The End, or Something Like It

Christopher Maclaine and a film still from ‘The End’

Here comes the end of the world. It’s coming, it’s drawing closer, or rather, it’s the end of my own world which has come creeping up on me. Tadeusz Konwicki, A Minor Apocalypse

 

Christopher Maclaine was a beat poet, filmmaker, and methamphetamine addict who created one of the most compelling experimental films of the 1950s.  Shot largely on the streets of San Francisco, The End is a fractured sermon delivered on the eve of nuclear destruction.  In a voice that alternately evokes a tired priest delivering stern warnings of doom and then slipping to a lilting plea for tolerance, I imagine Christopher Maclaine with an overflowing ashtray, a bottle of bourbon, a drum kit and a microphone as he narrated his film in the dark of 1953.  The sublime and iconic image of the mushroom cloud from the 1946 H-Bomb tests in the Bikini Atoll bookends the film that tells the stories of 6 unsuspecting individuals who are living their last day on earth.
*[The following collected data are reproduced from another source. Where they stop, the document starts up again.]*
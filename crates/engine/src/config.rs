//! Engine configuration loaded from environment variables.

use std::net::SocketAddr;
use std::str::FromStr;

use crate::infrastructure::openai::{
    DEFAULT_OPENAI_BASE_URL, DEFAULT_OPENAI_MODEL, DEFAULT_TIMEOUT_SECS,
};
use crate::infrastructure::resilient_llm::RetryConfig;

/// Port the engine listens on unless `SERVER_PORT`/`PORT` says otherwise.
pub const DEFAULT_SERVER_PORT: u16 = 5001;

/// Completion length cap sent with every turn.
pub const DEFAULT_MAX_TOKENS: u32 = 300;

#[derive(Debug, thiserror::Error)]
pub enum ConfigError {
    #[error("{var} has invalid value {value:?}: {reason}")]
    InvalidValue {
        var: &'static str,
        value: String,
        reason: String,
    },
}

/// Top-level engine configuration.
#[derive(Debug, Clone)]
pub struct EngineConfig {
    pub server: ServerConfig,
    pub llm: LlmConfig,
}

#[derive(Debug, Clone)]
pub struct ServerConfig {
    pub host: String,
    pub port: u16,
    /// `*` or a comma-separated list of origins; `None` disables CORS headers
    pub cors_allowed_origins: Option<String>,
}

impl ServerConfig {
    pub fn socket_addr(&self) -> Result<SocketAddr, ConfigError> {
        let raw = format!("{}:{}", self.host, self.port);
        raw.parse().map_err(|e: std::net::AddrParseError| ConfigError::InvalidValue {
            var: "SERVER_HOST",
            value: raw,
            reason: e.to_string(),
        })
    }
}

/// Completion service settings.
#[derive(Debug, Clone)]
pub struct LlmConfig {
    pub api_key: String,
    pub base_url: String,
    pub model: String,
    pub max_tokens: u32,
    pub temperature: Option<f32>,
    pub timeout_secs: u64,
    pub max_retries: u32,
}

impl LlmConfig {
    pub fn retry_config(&self) -> RetryConfig {
        RetryConfig {
            max_retries: self.max_retries,
            ..RetryConfig::default()
        }
    }
}

impl EngineConfig {
    /// Read configuration from the process environment.
    pub fn from_env() -> Result<Self, ConfigError> {
        Self::from_lookup(|key| std::env::var(key).ok())
    }

    /// Read configuration through `lookup`, which maps a variable name to its value.
    pub fn from_lookup<F>(lookup: F) -> Result<Self, ConfigError>
    where
        F: Fn(&str) -> Option<String>,
    {
        let var = |key: &str| {
            lookup(key)
                .map(|v| v.trim().to_string())
                .filter(|v| !v.is_empty())
        };

        let port = match var("SERVER_PORT").or_else(|| var("PORT")) {
            Some(raw) => parse_value("SERVER_PORT", raw)?,
            None => DEFAULT_SERVER_PORT,
        };

        let server = ServerConfig {
            host: var("SERVER_HOST").unwrap_or_else(|| "0.0.0.0".into()),
            port,
            cors_allowed_origins: match lookup("CORS_ALLOWED_ORIGINS") {
                Some(raw) if raw.trim().is_empty() => None,
                Some(raw) => Some(raw.trim().to_string()),
                None => Some("*".to_string()),
            },
        };

        let llm = LlmConfig {
            api_key: var("OPENAI_API_KEY").unwrap_or_default(),
            base_url: var("OPENAI_BASE_URL").unwrap_or_else(|| DEFAULT_OPENAI_BASE_URL.into()),
            model: var("OPENAI_MODEL").unwrap_or_else(|| DEFAULT_OPENAI_MODEL.into()),
            max_tokens: optional("LLM_MAX_TOKENS", var("LLM_MAX_TOKENS"))?
                .unwrap_or(DEFAULT_MAX_TOKENS),
            temperature: optional("LLM_TEMPERATURE", var("LLM_TEMPERATURE"))?,
            timeout_secs: optional("LLM_TIMEOUT_SECS", var("LLM_TIMEOUT_SECS"))?
                .unwrap_or(DEFAULT_TIMEOUT_SECS),
            max_retries: optional("LLM_MAX_RETRIES", var("LLM_MAX_RETRIES"))?.unwrap_or(0),
        };

        Ok(Self { server, llm })
    }
}

fn parse_value<T>(var: &'static str, raw: String) -> Result<T, ConfigError>
where
    T: FromStr,
    T::Err: std::fmt::Display,
{
    raw.parse().map_err(|e: T::Err| ConfigError::InvalidValue {
        var,
        reason: e.to_string(),
        value: raw,
    })
}

fn optional<T>(var: &'static str, raw: Option<String>) -> Result<Option<T>, ConfigError>
where
    T: FromStr,
    T::Err: std::fmt::Display,
{
    raw.map(|raw| parse_value(var, raw)).transpose()
}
Things did not end well for Christopher Maclaine either, who died alone and institutionalized in 1975.  But he left us this quietly frantic film that so embodies the despair and sardonic humor of the poet’s soul. “Observe them well, see if they are not yourselves” he exhorts while the screen goes black.

Otto Friedrich suggests in his book The End of the World: A History, that just as the certainty of mortality encourages the individual to lead a meaningful life, apocalyptic visions prod humanity toward metaphysical narratives. It is as if we are genetically and culturally programmed to imagine our demise in order to value and understand the present moment.  The root meaning of the word apocalypse is to uncover, to reveal the true meaning of the world.  Apocalyptic anxieties are fundamental to human culture.  An errant comet’s sudden appearance in the night sky could send Bronze Age empires into genocidal frenzies.  Poor Noah had to build that unwieldy ark at the command of the vengeful god of the Old Testament, who then washed the earth bare with relentless rains.  As if envious of missing out on that genetic cleansing, many contemporary Christians believe and even look forward to an impending Armageddon as a dramatic final clarification of who is on the right side of God.  For nihilists of the secular persuasion, the end is always imminent. It has happened before; the fossils below our feet give evidence that a world can end, that thousands of species can become extinct virtually overnight.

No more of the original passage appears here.